▸ Exercise: The result should be every line of the listing that holds the word "Relaxed".

────────────────────────────────────────

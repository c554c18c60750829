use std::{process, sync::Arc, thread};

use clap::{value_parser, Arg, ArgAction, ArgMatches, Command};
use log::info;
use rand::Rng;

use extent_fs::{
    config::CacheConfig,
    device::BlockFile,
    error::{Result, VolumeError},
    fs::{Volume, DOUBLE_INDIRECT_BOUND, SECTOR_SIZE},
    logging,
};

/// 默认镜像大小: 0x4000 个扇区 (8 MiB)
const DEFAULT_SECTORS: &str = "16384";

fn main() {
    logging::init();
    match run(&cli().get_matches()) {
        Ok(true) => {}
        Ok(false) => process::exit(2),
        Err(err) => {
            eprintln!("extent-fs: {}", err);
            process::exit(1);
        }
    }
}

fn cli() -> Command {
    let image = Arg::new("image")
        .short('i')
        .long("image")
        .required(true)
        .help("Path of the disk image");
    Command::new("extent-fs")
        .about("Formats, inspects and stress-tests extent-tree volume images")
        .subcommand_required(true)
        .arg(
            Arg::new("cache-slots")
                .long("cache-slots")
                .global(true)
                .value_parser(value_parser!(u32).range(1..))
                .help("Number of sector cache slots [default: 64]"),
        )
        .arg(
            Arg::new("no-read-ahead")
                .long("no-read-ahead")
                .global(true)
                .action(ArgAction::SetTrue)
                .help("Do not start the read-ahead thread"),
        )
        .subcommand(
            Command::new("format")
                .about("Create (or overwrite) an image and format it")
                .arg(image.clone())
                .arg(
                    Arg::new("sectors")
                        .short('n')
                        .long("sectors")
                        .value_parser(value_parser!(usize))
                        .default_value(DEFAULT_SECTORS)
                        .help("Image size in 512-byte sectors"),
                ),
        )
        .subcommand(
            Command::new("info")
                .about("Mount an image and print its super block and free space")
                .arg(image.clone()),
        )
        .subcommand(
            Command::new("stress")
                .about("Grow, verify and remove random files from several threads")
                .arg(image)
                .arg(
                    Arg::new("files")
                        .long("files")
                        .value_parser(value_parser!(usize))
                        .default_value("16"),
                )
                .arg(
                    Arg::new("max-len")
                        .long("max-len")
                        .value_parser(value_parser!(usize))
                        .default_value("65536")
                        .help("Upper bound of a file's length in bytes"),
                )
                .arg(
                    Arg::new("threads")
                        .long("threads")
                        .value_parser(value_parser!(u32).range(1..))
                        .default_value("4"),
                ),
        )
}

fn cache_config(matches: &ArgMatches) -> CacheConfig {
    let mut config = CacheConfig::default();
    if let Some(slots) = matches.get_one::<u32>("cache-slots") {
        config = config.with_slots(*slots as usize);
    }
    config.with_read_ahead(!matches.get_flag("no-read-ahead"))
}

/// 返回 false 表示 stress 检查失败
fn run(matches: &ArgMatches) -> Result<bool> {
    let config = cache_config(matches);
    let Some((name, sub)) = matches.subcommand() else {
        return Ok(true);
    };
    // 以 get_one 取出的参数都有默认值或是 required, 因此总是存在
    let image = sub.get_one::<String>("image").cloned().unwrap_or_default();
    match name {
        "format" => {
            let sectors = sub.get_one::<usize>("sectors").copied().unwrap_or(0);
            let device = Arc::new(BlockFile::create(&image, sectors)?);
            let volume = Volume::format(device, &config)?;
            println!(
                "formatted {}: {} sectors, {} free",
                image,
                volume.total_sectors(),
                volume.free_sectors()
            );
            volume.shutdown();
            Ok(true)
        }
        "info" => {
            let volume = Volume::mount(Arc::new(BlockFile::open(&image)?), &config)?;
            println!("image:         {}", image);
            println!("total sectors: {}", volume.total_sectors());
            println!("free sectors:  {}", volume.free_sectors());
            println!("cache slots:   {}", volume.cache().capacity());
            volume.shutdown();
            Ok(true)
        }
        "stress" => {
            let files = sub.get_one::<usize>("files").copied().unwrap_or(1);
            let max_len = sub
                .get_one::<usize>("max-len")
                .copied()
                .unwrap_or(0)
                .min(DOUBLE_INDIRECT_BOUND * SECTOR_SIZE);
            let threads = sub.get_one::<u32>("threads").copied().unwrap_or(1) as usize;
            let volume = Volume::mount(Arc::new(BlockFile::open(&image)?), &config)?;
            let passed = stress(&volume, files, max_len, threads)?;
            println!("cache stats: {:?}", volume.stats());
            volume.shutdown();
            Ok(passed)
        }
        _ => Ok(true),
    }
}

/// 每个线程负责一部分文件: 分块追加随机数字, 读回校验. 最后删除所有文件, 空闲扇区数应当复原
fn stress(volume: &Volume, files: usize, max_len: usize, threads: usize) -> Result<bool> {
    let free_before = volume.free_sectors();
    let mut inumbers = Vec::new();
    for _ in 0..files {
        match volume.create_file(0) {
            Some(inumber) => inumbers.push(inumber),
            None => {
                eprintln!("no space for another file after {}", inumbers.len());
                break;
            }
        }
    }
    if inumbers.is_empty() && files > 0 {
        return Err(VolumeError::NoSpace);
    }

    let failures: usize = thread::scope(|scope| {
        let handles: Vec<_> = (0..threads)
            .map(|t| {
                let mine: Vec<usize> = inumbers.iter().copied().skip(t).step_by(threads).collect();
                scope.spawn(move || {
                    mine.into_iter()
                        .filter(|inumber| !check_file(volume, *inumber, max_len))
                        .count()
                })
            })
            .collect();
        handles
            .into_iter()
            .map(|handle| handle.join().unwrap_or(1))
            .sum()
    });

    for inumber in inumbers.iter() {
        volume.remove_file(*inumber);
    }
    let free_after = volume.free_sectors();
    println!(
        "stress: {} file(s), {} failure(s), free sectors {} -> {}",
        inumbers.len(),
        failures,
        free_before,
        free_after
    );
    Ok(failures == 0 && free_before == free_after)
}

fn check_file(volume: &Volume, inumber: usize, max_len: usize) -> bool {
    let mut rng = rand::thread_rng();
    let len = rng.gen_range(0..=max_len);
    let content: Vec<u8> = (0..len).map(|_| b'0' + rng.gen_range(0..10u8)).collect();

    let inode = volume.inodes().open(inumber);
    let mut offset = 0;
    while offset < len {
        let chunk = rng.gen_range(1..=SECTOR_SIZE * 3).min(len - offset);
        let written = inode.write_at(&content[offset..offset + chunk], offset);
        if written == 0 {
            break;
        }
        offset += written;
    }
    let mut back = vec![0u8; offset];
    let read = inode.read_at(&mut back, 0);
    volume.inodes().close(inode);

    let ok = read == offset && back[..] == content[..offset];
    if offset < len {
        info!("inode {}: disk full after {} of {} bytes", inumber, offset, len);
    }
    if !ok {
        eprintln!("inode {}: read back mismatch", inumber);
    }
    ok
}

────────────────────────────────────────

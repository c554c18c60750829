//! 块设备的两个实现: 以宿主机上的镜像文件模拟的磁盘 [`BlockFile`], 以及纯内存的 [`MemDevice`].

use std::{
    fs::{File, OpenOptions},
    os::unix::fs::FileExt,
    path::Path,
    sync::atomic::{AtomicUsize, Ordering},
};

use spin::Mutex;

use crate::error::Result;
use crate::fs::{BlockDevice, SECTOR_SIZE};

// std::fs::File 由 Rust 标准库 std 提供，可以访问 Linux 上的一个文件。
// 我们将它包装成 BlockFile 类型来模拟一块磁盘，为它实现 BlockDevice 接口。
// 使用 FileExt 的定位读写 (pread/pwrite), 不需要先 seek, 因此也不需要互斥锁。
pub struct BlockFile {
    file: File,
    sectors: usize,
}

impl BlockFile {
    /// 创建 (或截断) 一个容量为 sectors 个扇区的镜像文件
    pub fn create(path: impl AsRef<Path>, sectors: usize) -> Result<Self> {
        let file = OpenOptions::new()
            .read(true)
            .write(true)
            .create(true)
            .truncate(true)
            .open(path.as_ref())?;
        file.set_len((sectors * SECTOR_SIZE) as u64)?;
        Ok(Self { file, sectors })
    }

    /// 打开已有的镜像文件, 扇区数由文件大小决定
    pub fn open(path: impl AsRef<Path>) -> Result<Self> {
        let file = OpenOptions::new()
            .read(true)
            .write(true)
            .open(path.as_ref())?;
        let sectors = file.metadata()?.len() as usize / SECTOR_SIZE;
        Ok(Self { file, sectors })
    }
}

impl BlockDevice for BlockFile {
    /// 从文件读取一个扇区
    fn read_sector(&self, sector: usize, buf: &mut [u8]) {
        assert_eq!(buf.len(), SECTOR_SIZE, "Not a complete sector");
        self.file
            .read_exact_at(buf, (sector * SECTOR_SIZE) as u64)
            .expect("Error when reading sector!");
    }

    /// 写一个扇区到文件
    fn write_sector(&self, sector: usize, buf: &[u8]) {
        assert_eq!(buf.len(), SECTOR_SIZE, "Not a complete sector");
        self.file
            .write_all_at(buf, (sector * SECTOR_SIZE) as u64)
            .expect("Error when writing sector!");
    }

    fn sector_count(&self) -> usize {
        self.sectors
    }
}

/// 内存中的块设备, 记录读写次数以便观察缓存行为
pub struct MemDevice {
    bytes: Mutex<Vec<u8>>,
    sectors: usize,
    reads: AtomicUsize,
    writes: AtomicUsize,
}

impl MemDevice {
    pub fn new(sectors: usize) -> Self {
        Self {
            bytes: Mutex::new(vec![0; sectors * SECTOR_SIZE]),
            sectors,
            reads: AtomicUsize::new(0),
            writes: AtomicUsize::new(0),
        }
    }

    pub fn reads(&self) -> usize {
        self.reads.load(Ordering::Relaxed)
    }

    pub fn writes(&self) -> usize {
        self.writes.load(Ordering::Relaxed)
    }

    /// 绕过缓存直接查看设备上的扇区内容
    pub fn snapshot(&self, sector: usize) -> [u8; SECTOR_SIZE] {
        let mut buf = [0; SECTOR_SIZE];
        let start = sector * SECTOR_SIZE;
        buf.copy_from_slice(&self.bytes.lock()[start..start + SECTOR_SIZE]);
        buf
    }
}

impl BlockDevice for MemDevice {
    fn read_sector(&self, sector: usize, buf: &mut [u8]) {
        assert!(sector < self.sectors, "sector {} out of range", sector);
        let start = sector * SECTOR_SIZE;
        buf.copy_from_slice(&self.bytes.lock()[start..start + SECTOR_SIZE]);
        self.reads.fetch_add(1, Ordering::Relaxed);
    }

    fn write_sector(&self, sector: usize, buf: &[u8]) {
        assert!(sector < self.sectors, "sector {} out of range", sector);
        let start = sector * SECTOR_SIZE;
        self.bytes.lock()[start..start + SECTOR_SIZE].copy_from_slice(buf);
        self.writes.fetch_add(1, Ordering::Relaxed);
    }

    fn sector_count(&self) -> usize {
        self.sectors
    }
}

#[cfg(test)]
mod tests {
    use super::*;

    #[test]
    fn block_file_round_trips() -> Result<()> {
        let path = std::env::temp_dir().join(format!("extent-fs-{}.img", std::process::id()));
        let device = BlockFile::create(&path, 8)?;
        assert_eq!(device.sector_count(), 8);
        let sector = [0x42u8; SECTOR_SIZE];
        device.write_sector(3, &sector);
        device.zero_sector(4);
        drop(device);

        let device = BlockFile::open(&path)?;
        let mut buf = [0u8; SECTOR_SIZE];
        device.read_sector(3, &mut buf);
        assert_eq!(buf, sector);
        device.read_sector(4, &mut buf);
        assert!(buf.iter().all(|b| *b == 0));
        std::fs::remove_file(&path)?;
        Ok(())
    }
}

────────────────────────────────────────

▸ The completed task:
        self.reads.load(Ordering::Relaxed)
        self.writes.load(Ordering::Relaxed)
        self.reads.fetch_add(1, Ordering::Relaxed);
        self.writes.fetch_add(1, Ordering::Relaxed);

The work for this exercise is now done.